When Ali appeared on the scene, it was popular among those in the vanguard of the civil rights movement to take the “safe” path. That path was unsafe for those who participated in the struggle. Too many men and women were subjected to economic assaults, violence and death when they carried the struggle “too far.”
Then along came Ali, preaching not “white American values,” but freedom and equality of a kind rarely seen anywhere in the world. And as if that wasn’t threatening enough, Ali attacked the status quo from outside of politics and the accepted strategies of the civil rights movement.
Bob Marley was a Jamaican singer-songwriter who achieved international fame through a series of crossover reggae albums. He’s considered to be one of the greatest and most influential artists of all time.

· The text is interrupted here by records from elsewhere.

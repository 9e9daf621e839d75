//! Query pipeline: stage filters and a projection, then execute.
//!
//! A [`Query`] borrows a source slice and collects:
//!
//! - any number of **filters** (the `where` stage), applied in registration
//!   order with cumulative AND semantics
//! - at most one **projection** (the `select` stage); registering another
//!   one replaces it
//!
//! Nothing runs until [`Query::execute`] (or [`Query::iter`]). Execution is
//! a single left-to-right pass over the source: for each record the filters
//! run first, then the projection. Filtering always precedes projection,
//! whatever order the builder calls were made in.

use std::fmt;
use std::slice;

use crate::error::Result;

type Predicate<'a, T> = Box<dyn Fn(&'a T) -> Result<bool> + 'a>;
type Projection<'a, T, R> = Box<dyn Fn(&'a T) -> Result<R> + 'a>;

/// A staged filter/projection pipeline over a borrowed slice.
///
/// `R` is the output element type. Until [`select`](Query::select) is
/// called it is `&'a T`, a view of the source records.
///
/// # Example
///
/// ```
/// use standout_query::{gt, Query};
///
/// struct User {
///     name: String,
///     age: u32,
/// }
///
/// let users = vec![
///     User { name: "Alice".into(), age: 25 },
///     User { name: "Bob".into(), age: 30 },
/// ];
///
/// let names = Query::new(&users)
///     .filter(|u| gt(&u.age, &25))
///     .select(|u| u.name.clone())
///     .execute()
///     .unwrap();
///
/// assert_eq!(names, vec!["Bob".to_string()]);
/// ```
pub struct Query<'a, T, R = &'a T> {
    source: &'a [T],
    predicates: Vec<Predicate<'a, T>>,
    projection: Projection<'a, T, R>,
    has_projection: bool,
}

impl<'a, T> Query<'a, T> {
    /// Creates a query over `source` with no filters and no projection.
    ///
    /// Executing it returns every record, in source order.
    pub fn new(source: &'a [T]) -> Self {
        Query {
            source,
            predicates: Vec::new(),
            projection: Box::new(|item: &'a T| Ok(item)),
            has_projection: false,
        }
    }
}

impl<'a, T, R> Query<'a, T, R> {
    // ========================================================================
    // Filtering
    // ========================================================================

    /// Adds a filter.
    ///
    /// Each call narrows the already-filtered view: a record must satisfy
    /// every registered filter, and a filter is never invoked on a record
    /// an earlier filter rejected.
    pub fn filter<P>(mut self, predicate: P) -> Self
    where
        P: Fn(&'a T) -> bool + 'a,
    {
        self.predicates.push(Box::new(move |item: &'a T| Ok(predicate(item))));
        self
    }

    /// Adds a fallible filter.
    ///
    /// An `Err` aborts execution and is returned unchanged from
    /// [`execute`](Query::execute). The record is not skipped.
    pub fn try_filter<P>(mut self, predicate: P) -> Self
    where
        P: Fn(&'a T) -> Result<bool> + 'a,
    {
        self.predicates.push(Box::new(predicate));
        self
    }

    // ========================================================================
    // Projection
    // ========================================================================

    /// Sets the projection, replacing any earlier one.
    ///
    /// The replaced projection is dropped without ever being called.
    pub fn select<S, F>(self, projection: F) -> Query<'a, T, S>
    where
        F: Fn(&'a T) -> S + 'a,
    {
        self.try_select(move |item| Ok(projection(item)))
    }

    /// Sets a fallible projection, replacing any earlier one.
    pub fn try_select<S, F>(self, projection: F) -> Query<'a, T, S>
    where
        F: Fn(&'a T) -> Result<S> + 'a,
    {
        Query {
            source: self.source,
            predicates: self.predicates,
            projection: Box::new(projection),
            has_projection: true,
        }
    }

    // ========================================================================
    // Introspection
    // ========================================================================

    /// Returns the number of records in the source.
    pub fn source_len(&self) -> usize {
        self.source.len()
    }

    /// Returns the number of registered filters.
    pub fn filter_count(&self) -> usize {
        self.predicates.len()
    }

    /// Returns `true` if a projection has been set.
    pub fn has_projection(&self) -> bool {
        self.has_projection
    }

    // ========================================================================
    // Execution
    // ========================================================================

    /// Tests a single record against every filter, in order.
    ///
    /// Stops at the first filter that rejects the record or fails.
    pub fn accepts(&self, item: &'a T) -> Result<bool> {
        for predicate in &self.predicates {
            if !predicate(item)? {
                return Ok(false);
            }
        }
        Ok(true)
    }

    /// Returns a lazy iterator over the projected results.
    ///
    /// Each step advances through the source until a record passes every
    /// filter, then yields its projection. A failing filter or projection
    /// yields that `Err` in place of the record.
    pub fn iter(&self) -> Rows<'_, 'a, T, R> {
        let source: &'a [T] = self.source;
        Rows {
            items: source.iter(),
            query: self,
        }
    }

    /// Runs the pipeline and collects the results.
    ///
    /// Results keep source order. The first error from a filter or
    /// projection aborts the pass; no partial result is returned.
    ///
    /// Executing the same query again yields the same output.
    pub fn execute(&self) -> Result<Vec<R>> {
        let results = self.iter().collect::<Result<Vec<R>>>()?;

        #[cfg(feature = "tracing")]
        tracing::trace!(
            source = self.source_len(),
            filters = self.filter_count(),
            projected = self.has_projection(),
            matched = results.len(),
            "query executed"
        );

        Ok(results)
    }
}

impl<T, R> fmt::Debug for Query<'_, T, R> {
    fn fmt(&self, f: &mut fmt::Formatter<'_>) -> fmt::Result {
        f.debug_struct("Query")
            .field("source_len", &self.source_len())
            .field("filters", &self.filter_count())
            .field("has_projection", &self.has_projection())
            .finish()
    }
}

impl<'q, 'a, T, R> IntoIterator for &'q Query<'a, T, R> {
    type Item = Result<R>;
    type IntoIter = Rows<'q, 'a, T, R>;

    fn into_iter(self) -> Self::IntoIter {
        self.iter()
    }
}

/// Lazy iterator returned by [`Query::iter`].
pub struct Rows<'q, 'a, T, R> {
    items: slice::Iter<'a, T>,
    query: &'q Query<'a, T, R>,
}

impl<T, R> Iterator for Rows<'_, '_, T, R> {
    type Item = Result<R>;

    fn next(&mut self) -> Option<Self::Item> {
        for item in self.items.by_ref() {
            match self.query.accepts(item) {
                Ok(true) => return Some((self.query.projection)(item)),
                Ok(false) => continue,
                Err(err) => return Some(Err(err)),
            }
        }
        None
    }

    fn size_hint(&self) -> (usize, Option<usize>) {
        (0, Some(self.items.len()))
    }
}

/// Builds a query over `source`, lets `configure` stage its filters and
/// projection, and executes it.
///
/// `configure` receives the builder and returns it with any number of
/// [`filter`](Query::filter) and [`select`](Query::select) calls applied.
/// Returning it untouched yields the whole source.
///
/// ```
/// use standout_query::{query, ge};
///
/// let ages = [25, 30, 35];
/// let doubled = query(&ages, |q| q.filter(|a| ge(a, &30)).select(|a| a * 2)).unwrap();
/// assert_eq!(doubled, vec![60, 70]);
/// ```
pub fn query<'a, T, R, F>(source: &'a [T], configure: F) -> Result<Vec<R>>
where
    F: FnOnce(Query<'a, T>) -> Query<'a, T, R>,
{
    configure(Query::new(source)).execute()
}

Marley is often credited with making the Rastafarian way of life popular around the world, and he was passionate about the rights of African people across the Diaspora.
His accomplishments are too many to list here. However, his music can be thought of as the soundtrack to many independent struggles in Africa.
Always trying to broker peace, Marley almost paid with his life in December 1976, when he was scheduled to perform at a concert aimed at ending political violence in Jamaica. Two days before the event, gunmen opened fire on his Kingston home attempting to kill him before he could perform. Miraculously, Bob and the rest of the band escaped with their lives intact.
In recognition of his courageous attempt to bridge Jamaica’s cavernous political divide, Marley traveled to the United Nations in New York where he received the Peace Medal of the Third World in June 1978.